Compute units, clock-speeds and teraflops will matter, but we expect both Sony and Microsoft to push the boat out with hardware customisations that reflect their expectations for the generation to come. At this point, it's way too early to speculate with much depth on this, but maybe the recent GDC offered up some small clue as to the way forward with a strong emphasis on hardware-accelerated ray tracing providing some remarkable real-time global illumination.
Finally some confirmation Mark Cerny is still involved with the next gen, he has a knack for hardware.

The entire article is so much better than the crazy rumors of late.
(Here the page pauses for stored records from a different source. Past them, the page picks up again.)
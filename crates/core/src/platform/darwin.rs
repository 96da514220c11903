use std::io::Write;
use std::process::{Command as ProcessCommand, Stdio};
use std::sync::{Arc, Mutex};
use std::thread;
use std::time::Duration;

use core_foundation::array::CFArray;
use core_foundation::base::TCFType;
use core_foundation::dictionary::CFDictionary;
use core_foundation::number::CFNumber;
use core_foundation::string::CFString;
use core_graphics::event::*;
use core_graphics::event_source::*;
use core_graphics::geometry::*;
use core_graphics::window::*;

use crate::error::{Error, Result};
use crate::logger;
use crate::types::*;
use super::{Actuator, FrameSource};

// AppleScript key codes for special keys
fn applescript_key_code(key: &str) -> Option<u16> {
    match key {
        "enter" | "return" => Some(36),
        "escape" | "esc" => Some(53),
        "delete" | "backspace" => Some(51),
        "tab" => Some(48),
        "space" => Some(49),
        "up" => Some(126),
        "down" => Some(125),
        "left" => Some(123),
        "right" => Some(124),
        _ => None,
    }
}

fn osascript(script: &str) -> Result<()> {
    let status = ProcessCommand::new("osascript")
        .arg("-e")
        .arg(script)
        .stdout(Stdio::null())
        .stderr(Stdio::null())
        .status()?;
    if !status.success() {
        return Err(Error::Platform(format!("osascript exited with {}", status)));
    }
    Ok(())
}

struct Inner {
    pattern: String,
    key_delay: Duration,
    window_id: Option<CGWindowID>,
    pid: Option<i32>,
    region: Option<Region>,
}

impl Inner {
    /// Re-read the window list; picks the first layer-0 window matching the
    /// pattern when no window is bound yet.
    fn update(&mut self) {
        self.region = None;
        let re = match regex::Regex::new(&format!("(?i){}", self.pattern)) {
            Ok(r) => r,
            Err(e) => {
                logger::error_p("darwin", &format!("invalid pattern '{}': {}", self.pattern, e));
                return;
            }
        };

        unsafe {
            let option = kCGWindowListOptionOnScreenOnly | kCGWindowListExcludeDesktopElements;
            let window_list_ref = CGWindowListCopyWindowInfo(option, kCGNullWindowID);
            if window_list_ref.is_null() {
                return;
            }

            let list: CFArray = CFArray::wrap_under_create_rule(window_list_ref as _);
            let values = list.get_all_values();

            for dict_ptr in &values {
                let dict: CFDictionary<CFString, *const std::ffi::c_void> =
                    CFDictionary::wrap_under_get_rule(*dict_ptr as _);

                let Some(wid) = get_cf_number(&dict, "kCGWindowNumber") else { continue };
                let wid = wid as CGWindowID;
                match self.window_id {
                    Some(bound) if bound != wid => continue,
                    Some(_) => {}
                    None => {
                        let name = get_cf_string(&dict, "kCGWindowName").unwrap_or_default();
                        let owner = get_cf_string(&dict, "kCGWindowOwnerName").unwrap_or_default();
                        let layer = get_cf_number(&dict, "kCGWindowLayer");
                        let is_match = (!name.is_empty() && re.is_match(&name))
                            || (!owner.is_empty() && re.is_match(&owner));
                        if !is_match || layer != Some(0) {
                            continue;
                        }
                        logger::info_p("darwin", &format!("bound window \"{}\" (id: {})", owner, wid));
                        self.window_id = Some(wid);
                    }
                }

                self.pid = get_cf_number(&dict, "kCGWindowOwnerPID").map(|v| v as i32);
                if let Some(bounds) = get_cf_dict(&dict, "kCGWindowBounds") {
                    let x = get_cf_number(&bounds, "X").unwrap_or(0) as i32;
                    let y = get_cf_number(&bounds, "Y").unwrap_or(0) as i32;
                    let w = get_cf_number(&bounds, "Width").unwrap_or(0) as i32;
                    let h = get_cf_number(&bounds, "Height").unwrap_or(0) as i32;
                    self.region = Some(Region {
                        l: x, t: y, r: x + w, b: y + h,
                        w, h, cx: x + w / 2, cy: y + h / 2,
                    });
                }
                return;
            }

            // bound window is gone (process restarted)
            self.window_id = None;
            self.pid = None;
        }
    }

    fn pid(&mut self) -> Result<i32> {
        if self.pid.is_none() {
            self.update();
        }
        self.pid.ok_or_else(|| Error::Platform(format!("no window matching '{}'", self.pattern)))
    }
}

/// The game window, driven through System Events and Core Graphics.
/// Clones share the bound window.
#[derive(Clone)]
pub struct DarwinWindow {
    inner: Arc<Mutex<Inner>>,
}

impl DarwinWindow {
    pub fn new(pattern: &str, key_delay_ms: u64) -> Self {
        let mut inner = Inner {
            pattern: pattern.to_string(),
            key_delay: Duration::from_millis(key_delay_ms),
            window_id: None,
            pid: None,
            region: None,
        };
        inner.update();
        Self { inner: Arc::new(Mutex::new(inner)) }
    }
}

impl Actuator for DarwinWindow {
    fn press_key(&self, key: &str) -> Result<()> {
        let mut inner = self.inner.lock().unwrap();
        let pid = inner.pid()?;

        // Parse modifiers (cmd+a, shift+up, etc)
        let parts: Vec<&str> = key.split('+').collect();
        let main_key = *parts.last().unwrap_or(&key);
        let mut modifiers = Vec::new();

        for part in &parts[..parts.len().saturating_sub(1)] {
            match part.to_lowercase().as_str() {
                "cmd" | "command" => modifiers.push("command down"),
                "shift" => modifiers.push("shift down"),
                "ctrl" | "control" => modifiers.push("control down"),
                "alt" | "option" => modifiers.push("option down"),
                _ => {}
            }
        }

        let main_key_lower = main_key.to_lowercase();
        let key_part = if let Some(code) = applescript_key_code(&main_key_lower) {
            format!("key code {}", code)
        } else if main_key_lower.chars().count() == 1 {
            format!("keystroke \"{}\"", main_key_lower.replace('"', "\\\""))
        } else {
            return Err(Error::Platform(format!("unknown key: {}", main_key)));
        };

        let modifier_str = if modifiers.is_empty() {
            String::new()
        } else {
            format!(" using {{{}}}", modifiers.join(", "))
        };

        osascript(&format!(
            "tell application \"System Events\" to tell process id {} to {}{}",
            pid, key_part, modifier_str
        ))?;
        thread::sleep(Duration::from_millis(50));
        Ok(())
    }

    fn type_text(&self, text: &str) -> Result<()> {
        let mut inner = self.inner.lock().unwrap();
        let pid = inner.pid()?;
        let delay = inner.key_delay;
        drop(inner);
        for ch in text.chars() {
            let escaped = ch.to_string().replace('\\', "\\\\").replace('"', "\\\"");
            osascript(&format!(
                "tell application \"System Events\" to tell process id {} to keystroke \"{}\"",
                pid, escaped
            ))?;
            thread::sleep(delay);
        }
        Ok(())
    }

    fn click(&self, x: i32, y: i32) -> Result<()> {
        let mut inner = self.inner.lock().unwrap();
        inner.update();
        let region = inner.region.ok_or_else(|| Error::Platform("window not found".into()))?;
        let pid = inner.pid()?;

        let point = CGPoint::new((region.l + x) as f64, (region.t + y) as f64);
        let source = CGEventSource::new(CGEventSourceStateID::HIDSystemState)
            .map_err(|_| Error::Platform("cannot create event source".into()))?;

        if let Ok(mouse_down) = CGEvent::new_mouse_event(
            source.clone(),
            CGEventType::LeftMouseDown,
            point,
            CGMouseButton::Left,
        ) {
            mouse_down.post_to_pid(pid);
        }

        thread::sleep(Duration::from_millis(15));

        if let Ok(mouse_up) = CGEvent::new_mouse_event(
            source,
            CGEventType::LeftMouseUp,
            point,
            CGMouseButton::Left,
        ) {
            mouse_up.post_to_pid(pid);
        }

        thread::sleep(Duration::from_millis(15));
        Ok(())
    }

    fn write_clipboard(&self, text: &str) -> Result<()> {
        let mut child = ProcessCommand::new("pbcopy").stdin(Stdio::piped()).spawn()?;
        if let Some(stdin) = child.stdin.as_mut() {
            stdin.write_all(text.as_bytes())?;
        }
        child.wait()?;
        Ok(())
    }

    fn read_clipboard(&self) -> Result<String> {
        let out = ProcessCommand::new("pbpaste").output()?;
        Ok(String::from_utf8_lossy(&out.stdout).into_owned())
    }
}

impl FrameSource for DarwinWindow {
    fn capture(&self, rect: Option<CaptureRect>) -> Result<Capture> {
        let mut inner = self.inner.lock().unwrap();
        inner.update();
        let region = inner.region.ok_or_else(|| Error::Platform("window not found".into()))?;
        let window_id = inner.window_id.ok_or_else(|| Error::Platform("window not found".into()))?;

        let (cg_rect, left, top) = match rect {
            Some(r) => (
                CGRect::new(
                    &CGPoint::new((region.l + r.l) as f64, (region.t + r.t) as f64),
                    &CGSize::new(r.w as f64, r.h as f64),
                ),
                r.l,
                r.t,
            ),
            // CGRectNull-like empty rect captures the whole window
            None => (CGRect::new(&CGPoint::new(0.0, 0.0), &CGSize::new(0.0, 0.0)), 0, 0),
        };

        let image_option = kCGWindowImageBoundsIgnoreFraming | kCGWindowImageNominalResolution;
        let image = create_image(cg_rect, kCGWindowListOptionIncludingWindow, window_id, image_option)
            .ok_or_else(|| Error::Platform("window capture failed".into()))?;

        let bpr = image.bytes_per_row() as u32;
        let width = bpr / 4; // real width from bytes per row
        let height = image.height() as u32;
        let cf_data = image.data();

        Ok(Capture {
            data: cf_data.bytes().to_vec(),
            width,
            height,
            bytes_per_row: bpr,
            left,
            top,
        })
    }
}

// --- CF Dictionary helpers ---

unsafe fn get_cf_string(
    dict: &CFDictionary<CFString, *const std::ffi::c_void>,
    key: &str,
) -> Option<String> {
    let cf_key = CFString::new(key);
    let value = dict.find(&cf_key)?;
    let cf_str: CFString = CFString::wrap_under_get_rule(*value as _);
    Some(cf_str.to_string())
}

unsafe fn get_cf_number(
    dict: &CFDictionary<CFString, *const std::ffi::c_void>,
    key: &str,
) -> Option<i64> {
    let cf_key = CFString::new(key);
    let value = dict.find(&cf_key)?;
    let cf_num: CFNumber = CFNumber::wrap_under_get_rule(*value as _);
    cf_num.to_i64()
}

unsafe fn get_cf_dict(
    dict: &CFDictionary<CFString, *const std::ffi::c_void>,
    key: &str,
) -> Option<CFDictionary<CFString, *const std::ffi::c_void>> {
    let cf_key = CFString::new(key);
    let value = dict.find(&cf_key)?;
    Some(CFDictionary::wrap_under_get_rule(*value as _))
}
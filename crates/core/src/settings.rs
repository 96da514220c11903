use std::collections::BTreeMap;
use std::path::Path;
use std::time::Duration;

use serde::{Deserialize, Serialize};

use crate::logger;
use crate::types::CommandKind;

#[derive(Debug, Clone, Serialize, Deserialize)]
#[serde(default)]
pub struct Settings {
    pub server: ServerSettings,
    pub process: ProcessSettings,
    /// Regex matched against window titles/owners (macOS)
    pub window_pattern: String,
    pub ocr: OcrSettings,
    /// label name -> accepted text variants
    pub labels: BTreeMap<String, Vec<String>>,
    pub keys: KeyBindings,
    pub perception: PerceptionSettings,
    pub channel: ChannelSettings,
    pub session: SessionSettings,
    pub control: ControlSettings,
    pub periodic: PeriodicSettings,
    pub login: Vec<LoginStep>,
    pub classes: Vec<ClassRule>,
    pub aliases: BTreeMap<String, String>,
    pub sequences: BTreeMap<String, Vec<String>>,
    pub loading_probes: Vec<PixelProbe>,
}

#[derive(Debug, Clone, Default, Serialize, Deserialize)]
#[serde(default)]
pub struct ServerSettings {
    pub id: u32,
    /// Backend base URL; empty disables the backend source and sink.
    pub url: String,
}

#[derive(Debug, Clone, Serialize, Deserialize)]
#[serde(default)]
pub struct ProcessSettings {
    pub name: String,
    pub launch: Vec<String>,
}

impl Default for ProcessSettings {
    fn default() -> Self {
        Self {
            name: "SCUM".into(),
            launch: vec!["open".into(), "steam://rungameid/513710".into()],
        }
    }
}

#[derive(Debug, Clone, Serialize, Deserialize)]
#[serde(default)]
pub struct OcrSettings {
    pub endpoint: String,
    pub timeout_ms: u64,
    pub health: String,
    pub health_timeout_ms: u64,
    /// Command line that starts the service; empty means it is managed elsewhere
    pub launch: Vec<String>,
    pub start_attempts: u32,
    pub start_delay_ms: u64,
}

impl Default for OcrSettings {
    fn default() -> Self {
        Self {
            endpoint: "http://127.0.0.1:1224/api/ocr".into(),
            timeout_ms: 10_000,
            health: "http://127.0.0.1:1224/health".into(),
            health_timeout_ms: 3_000,
            launch: Vec::new(),
            start_attempts: 10,
            start_delay_ms: 1_000,
        }
    }
}

#[derive(Debug, Clone, Serialize, Deserialize)]
#[serde(default)]
pub struct KeyBindings {
    pub activate: String,
    pub close: String,
    pub submit: String,
    pub mode_switch: String,
    pub select_all: String,
    pub clear: String,
    pub paste: String,
}

impl Default for KeyBindings {
    fn default() -> Self {
        Self {
            activate: "t".into(),
            close: "escape".into(),
            submit: "enter".into(),
            mode_switch: "tab".into(),
            select_all: "ctrl+a".into(),
            clear: "delete".into(),
            paste: "ctrl+v".into(),
        }
    }
}

#[derive(Debug, Clone, Serialize, Deserialize)]
#[serde(default)]
pub struct PerceptionSettings {
    pub verify_attempts: u32,
    pub verify_delay_ms: u64,
    /// Extra pixels around a cached region when re-reading it
    pub region_margin: i32,
}

impl Default for PerceptionSettings {
    fn default() -> Self {
        Self { verify_attempts: 3, verify_delay_ms: 100, region_margin: 4 }
    }
}

#[derive(Debug, Clone, Serialize, Deserialize)]
#[serde(default)]
pub struct ChannelSettings {
    pub paste_threshold: usize,
    pub max_command_len: usize,
    pub key_delay_ms: u64,
    pub settle_ms: u64,
    pub activation_settle_ms: u64,
    pub response_steps: u32,
    pub response_retries: u32,
    pub retry_backoff_ms: u64,
    pub clipboard_attempts: u32,
    pub clipboard_settle_ms: u64,
    pub mode_switch_attempts: u32,
    pub mode_switch_settle_ms: u64,
    pub target_mode: String,
    /// Order in which the mode-switch key cycles through sub-modes
    pub mode_cycle: Vec<String>,
    pub input_focus: Option<[i32; 2]>,
}

impl Default for ChannelSettings {
    fn default() -> Self {
        Self {
            paste_threshold: 20,
            max_command_len: 200,
            key_delay_ms: 5,
            settle_ms: 80,
            activation_settle_ms: 500,
            response_steps: 4,
            response_retries: 3,
            retry_backoff_ms: 200,
            clipboard_attempts: 3,
            clipboard_settle_ms: 30,
            mode_switch_attempts: 5,
            mode_switch_settle_ms: 300,
            target_mode: "global".into(),
            mode_cycle: vec!["global".into(), "admin".into(), "local".into()],
            input_focus: Some([82, 319]),
        }
    }
}

#[derive(Debug, Clone, Serialize, Deserialize)]
#[serde(default)]
pub struct SessionSettings {
    pub base_interval_ms: u64,
    pub min_interval_ms: u64,
    pub max_interval_ms: u64,
    pub failure_penalty_ms: u64,
    pub failure_window: usize,
    pub streak_threshold: u32,
    pub speedup: f64,
    pub consecutive_failure_limit: u32,
    pub timeout_ms: u64,
    pub open_settle_ms: u64,
    pub close_settle_ms: u64,
}

impl Default for SessionSettings {
    fn default() -> Self {
        Self {
            base_interval_ms: 350,
            min_interval_ms: 100,
            max_interval_ms: 1000,
            failure_penalty_ms: 100,
            failure_window: 5,
            streak_threshold: 5,
            speedup: 0.8,
            consecutive_failure_limit: 3,
            timeout_ms: 30_000,
            open_settle_ms: 300,
            close_settle_ms: 200,
        }
    }
}

impl SessionSettings {
    pub fn timeout(&self) -> Duration {
        Duration::from_millis(self.timeout_ms)
    }
}

#[derive(Debug, Clone, Serialize, Deserialize)]
#[serde(default)]
pub struct ControlSettings {
    pub soft_limit: u32,
    pub hard_limit: u32,
    pub unknown_limit: u32,
    pub loading_limit: u32,
    pub poll_interval_ms: u64,
    pub busy_poll_interval_ms: u64,
    pub busy_threshold: usize,
    pub launch_wait_ms: u64,
    pub loading_wait_ms: u64,
    pub login_settle_ms: u64,
}

impl Default for ControlSettings {
    fn default() -> Self {
        Self {
            soft_limit: 15,
            hard_limit: 100,
            unknown_limit: 3,
            loading_limit: 60,
            poll_interval_ms: 2500,
            busy_poll_interval_ms: 1500,
            busy_threshold: 10,
            launch_wait_ms: 30_000,
            loading_wait_ms: 1000,
            login_settle_ms: 2000,
        }
    }
}

#[derive(Debug, Clone, Serialize, Deserialize)]
#[serde(default)]
pub struct PeriodicSettings {
    pub enabled: bool,
    pub interval_secs: u64,
    pub commands: Vec<String>,
    pub paged: Option<PagedDuty>,
}

impl Default for PeriodicSettings {
    fn default() -> Self {
        Self {
            enabled: true,
            interval_secs: 60,
            commands: vec![
                "#ListPlayers true".into(),
                "#ListSpawnedVehicles true".into(),
                "#dumpallsquadsinfolist".into(),
            ],
            paged: Some(PagedDuty::default()),
        }
    }
}

/// A listing command that has to be walked page by page.
#[derive(Debug, Clone, Serialize, Deserialize)]
#[serde(default)]
pub struct PagedDuty {
    /// `{page}` is replaced by the 1-based page number
    pub template: String,
    pub max_pages: u32,
    pub min_output_len: usize,
}

impl Default for PagedDuty {
    fn default() -> Self {
        Self {
            template: "#listflags {page} true".into(),
            max_pages: 50,
            min_output_len: 10,
        }
    }
}

#[derive(Debug, Clone, PartialEq, Serialize, Deserialize)]
#[serde(tag = "action", rename_all = "snake_case")]
pub enum LoginStep {
    Click { x: i32, y: i32 },
    Key { key: String },
    Wait { ms: u64 },
}

/// One row of the command class table, matched by prefix.
#[derive(Debug, Clone, Serialize, Deserialize)]
pub struct ClassRule {
    pub prefix: String,
    pub name: String,
    pub kind: CommandKind,
    pub category: String,
    pub default_wait_ms: u64,
    pub factor: f64,
    pub max_wait_ms: u64,
}

impl ClassRule {
    fn query(prefix: &str, category: &str, default_wait_ms: u64, factor: f64, max_wait_ms: u64) -> Self {
        Self {
            prefix: prefix.into(),
            name: prefix.trim_start_matches('#').to_ascii_lowercase(),
            kind: CommandKind::Query,
            category: category.into(),
            default_wait_ms,
            factor,
            max_wait_ms,
        }
    }

    /// Class used for commands no rule matches.
    pub fn fallback() -> Self {
        Self {
            prefix: String::new(),
            name: "action".into(),
            kind: CommandKind::Action,
            category: "chat".into(),
            default_wait_ms: 800,
            factor: 1.2,
            max_wait_ms: 2000,
        }
    }
}

/// A pixel that must match `color` (hex rgb) for the probe to hold.
#[derive(Debug, Clone, Serialize, Deserialize)]
pub struct PixelProbe {
    pub x: i32,
    pub y: i32,
    pub color: String,
    #[serde(default = "default_color_threshold")]
    pub threshold: f64,
}

fn default_color_threshold() -> f64 {
    30.0
}

/// `chat-open-marker` alone proves the client is in game. `hud-marker` is an
/// optional extra for clients that draw something recognizable while chat is
/// closed; removing it only costs a classification pass through `Unknown`.
fn default_labels() -> BTreeMap<String, Vec<String>> {
    let table: [(&str, &[&str]); 7] = [
        ("chat-open-marker", &["MUTE"]),
        ("hud-marker", &["HUD"]),
        ("login-marker", &["CONTINUE"]),
        ("loading-marker", &["LOADING"]),
        ("mode-global", &["GLOBAL"]),
        ("mode-local", &["LOCAL"]),
        ("mode-admin", &["ADMIN"]),
    ];
    table
        .iter()
        .map(|(name, variants)| (name.to_string(), variants.iter().map(|v| v.to_string()).collect()))
        .collect()
}

fn default_classes() -> Vec<ClassRule> {
    vec![
        ClassRule::query("#ListPlayers", "user", 1200, 1.2, 3000),
        ClassRule::query("#ListSpawnedVehicles", "spawned", 1000, 1.1, 2000),
        ClassRule::query("#dumpallsquadsinfolist", "all_group", 2500, 1.3, 4000),
        ClassRule::query("#listflags", "flags", 1500, 1.2, 3000),
        ClassRule::query("#ListZones", "chat", 1200, 1.2, 3000),
        ClassRule::query("#Location", "chat", 1000, 1.2, 2000),
    ]
}

fn default_aliases() -> BTreeMap<String, String> {
    [
        ("players", "#ListPlayers true"),
        ("vehicles", "#ListSpawnedVehicles true"),
        ("squads", "#dumpallsquadsinfolist"),
        ("flags", "#listflags 1 true"),
        ("time12", "#SetTime 12 00"),
        ("time0", "#SetTime 00 00"),
        ("sunrise", "#SetTime 06 00"),
        ("morning", "#SetTime 08 00"),
        ("noon", "#SetTime 12 00"),
        ("evening", "#SetTime 18 00"),
        ("sunset", "#SetTime 20 00"),
        ("night", "#SetTime 22 00"),
        ("midnight", "#SetTime 00 00"),
        ("save", "#Save"),
        ("restart", "#RestartServer"),
        ("shutdown", "#Shutdown"),
        ("godmode", "#SetGodMode true"),
        ("nogodmode", "#SetGodMode false"),
        ("weather0", "#SetWeather 0"),
        ("weather1", "#SetWeather 1"),
        ("sunny", "#SetWeather 0"),
        ("storm", "#SetWeather 1"),
    ]
    .iter()
    .map(|(k, v)| (k.to_string(), v.to_string()))
    .collect()
}

fn default_sequences() -> BTreeMap<String, Vec<String>> {
    let table: [(&str, &[&str]); 5] = [
        ("status_check", &["#ListPlayers true", "#ListSpawnedVehicles true", "#dumpallsquadsinfolist"]),
        ("server_reset", &["#SetTime 12 00", "#SetWeather 0", "#Save"]),
        ("morning_routine", &["#SetTime 08 00", "#SetWeather 0", "#ListPlayers true"]),
        ("evening_routine", &["#SetTime 18 00", "#SetWeather 0", "#Save"]),
        (
            "admin_check",
            &["#ListPlayers true", "#ListSpawnedVehicles true", "#listflags 1 true", "#dumpallsquadsinfolist"],
        ),
    ];
    table
        .iter()
        .map(|(name, cmds)| (name.to_string(), cmds.iter().map(|c| c.to_string()).collect()))
        .collect()
}

fn default_login() -> Vec<LoginStep> {
    vec![
        LoginStep::Click { x: 426, y: 348 },
        LoginStep::Wait { ms: 1000 },
        LoginStep::Click { x: 97, y: 405 },
        LoginStep::Wait { ms: 1000 },
        LoginStep::Key { key: "enter".into() },
    ]
}

impl Default for Settings {
    fn default() -> Self {
        Self {
            server: ServerSettings::default(),
            process: ProcessSettings::default(),
            window_pattern: "SCUM".into(),
            ocr: OcrSettings::default(),
            labels: default_labels(),
            keys: KeyBindings::default(),
            perception: PerceptionSettings::default(),
            channel: ChannelSettings::default(),
            session: SessionSettings::default(),
            control: ControlSettings::default(),
            periodic: PeriodicSettings::default(),
            login: default_login(),
            classes: default_classes(),
            aliases: default_aliases(),
            sequences: default_sequences(),
            loading_probes: vec![
                PixelProbe { x: 427, y: 142, color: "ffffff".into(), threshold: 30.0 },
                PixelProbe { x: 438, y: 153, color: "ffffff".into(), threshold: 30.0 },
            ],
        }
    }
}

impl Settings {
    /// Read settings from `path`. A missing file gives the defaults; a file
    /// that does not parse is reported and also gives the defaults.
    pub fn load(path: &Path) -> Self {
        let Ok(text) = std::fs::read_to_string(path) else {
            return Self::default();
        };
        match serde_json::from_str(&text) {
            Ok(settings) => settings,
            Err(e) => {
                logger::warn(&format!("ignoring {}: {}", path.display(), e));
                Self::default()
            }
        }
    }

    pub fn save(&self, path: &Path) {
        if let Ok(json) = serde_json::to_string_pretty(self) {
            let _ = std::fs::write(path, json);
        }
    }
}

#[cfg(test)]
mod tests {
    use super::*;

    #[test]
    fn test_partial_file_keeps_defaults() {
        let s: Settings = serde_json::from_str(r#"{"control": {"soft_limit": 3}, "server": {"id": 7}}"#).unwrap();
        assert_eq!(s.control.soft_limit, 3);
        assert_eq!(s.control.hard_limit, 100);
        assert_eq!(s.server.id, 7);
        assert_eq!(s.channel.paste_threshold, 20);
        assert_eq!(s.labels["chat-open-marker"], vec!["MUTE".to_string()]);
    }

    #[test]
    fn test_unparsable_file_falls_back_to_defaults() {
        let path = std::env::temp_dir().join(format!("consul-settings-{}.json", std::process::id()));
        std::fs::write(&path, r#"{"control": {"soft_limit": "three"}"#).unwrap();
        let s = Settings::load(&path);
        std::fs::remove_file(&path).ok();
        assert_eq!(s.control.soft_limit, ControlSettings::default().soft_limit);
        assert_eq!(s.aliases["save"], "#Save");

        let missing = Settings::load(&std::env::temp_dir().join("consul-no-such-settings.json"));
        assert_eq!(missing.sequences["admin_check"].len(), 4);
    }

    #[test]
    fn test_login_steps_are_tagged() {
        let json = serde_json::to_string(&LoginStep::Click { x: 1, y: 2 }).unwrap();
        assert_eq!(json, r#"{"action":"click","x":1,"y":2}"#);
        let step: LoginStep = serde_json::from_str(r#"{"action":"wait","ms":500}"#).unwrap();
        assert_eq!(step, LoginStep::Wait { ms: 500 });
    }

    #[test]
    fn test_missing_file_falls_back() {
        let s = Settings::load(Path::new("/nonexistent/consul/settings.json"));
        assert_eq!(s.session.consecutive_failure_limit, 3);
        assert!(s.periodic.enabled);
    }
}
I like that Richard considered the small possibility of 18GB on 384bits. For that to happen we should see some indication of 12gbits parts from one of the memory manufacturers, but so far all three only commited to 8 and 16. I wonder if they could use some sort of binning process with disabled sections of dram to use 16gbits parts as 12gbits (or 24gb as 16gb) which would otherwise be thrown away. Maybe even support implemented in the memory controller to blacklist/remap a number of rows on each chip or something.
 
I've read the notion, a few times, that the only reason for the mid-generation consoles is 4K, and that there will be little to warrant mid-generation iterations of the PS5 and XBoxTwo.

There may be some truth to that, but I believe the line that they were made to prevent migration to PC. Nonetheless, they would need something on which to sell people.

Real time ray tracing is probably not going to be viable in 2019/2020 at console prices (wasn't it 3 GTX1080's that were used?) does anyone reckon that between algorithms being improved and appropriate hardware coming down in price, it may become viable for mid-generation?

Instead of resolution-boosting for the mid-gen machines they could focus on fps-boosting. ie release mid-gen hardware where the CPU is the primary upgrade.
 
Finally some confirmation Mark Cerny is still involved with the next gen, he has a knack for hardware.

I'd say it's his perspective as a developer which is more important. Sony's PlayStation machines machines increasingly became developer unfriendly until Mark Cerny was involved with Vita then PS4. But no amount of desire to be develop-freindly can produce hardware or hardware options that aren't economical. The choices of base hardware will be limited once more, more so if Sony stay with AMD.
 
Finally some confirmation Mark Cerny is still involved with the next gen, he has a knack for hardware.

The entire article is so much better than the crazy rumors of late. I like that Richard considered the small possibility of 18GB on 384bits. For that to happen we should see some indication of 12gbits parts from one of the memory manufacturers, but so far all three only commited to 8 and 16. I wonder if they could use some sort of binning process with disabled sections of dram to use 16gbits parts as 12gbits (or 24gb as 16gb) which would otherwise be thrown away. Maybe even support implemented in the memory controller to blacklist/remap a number of rows on each chip or something.

I don’t think they want to be stuck with 384 bit interfaces or a minimum of 12 DRAM chips when it comes to die shrinking and cost cutting. A 256 bit interface would age much more gracefully. Heck, HBM won’t look so bad once they can get sufficient via density on organic.

With the X1X, Microsoft doesn’t really have to worry about cost reductions, IMO. It may never be rev’ed, and I think that’s fine for what it is.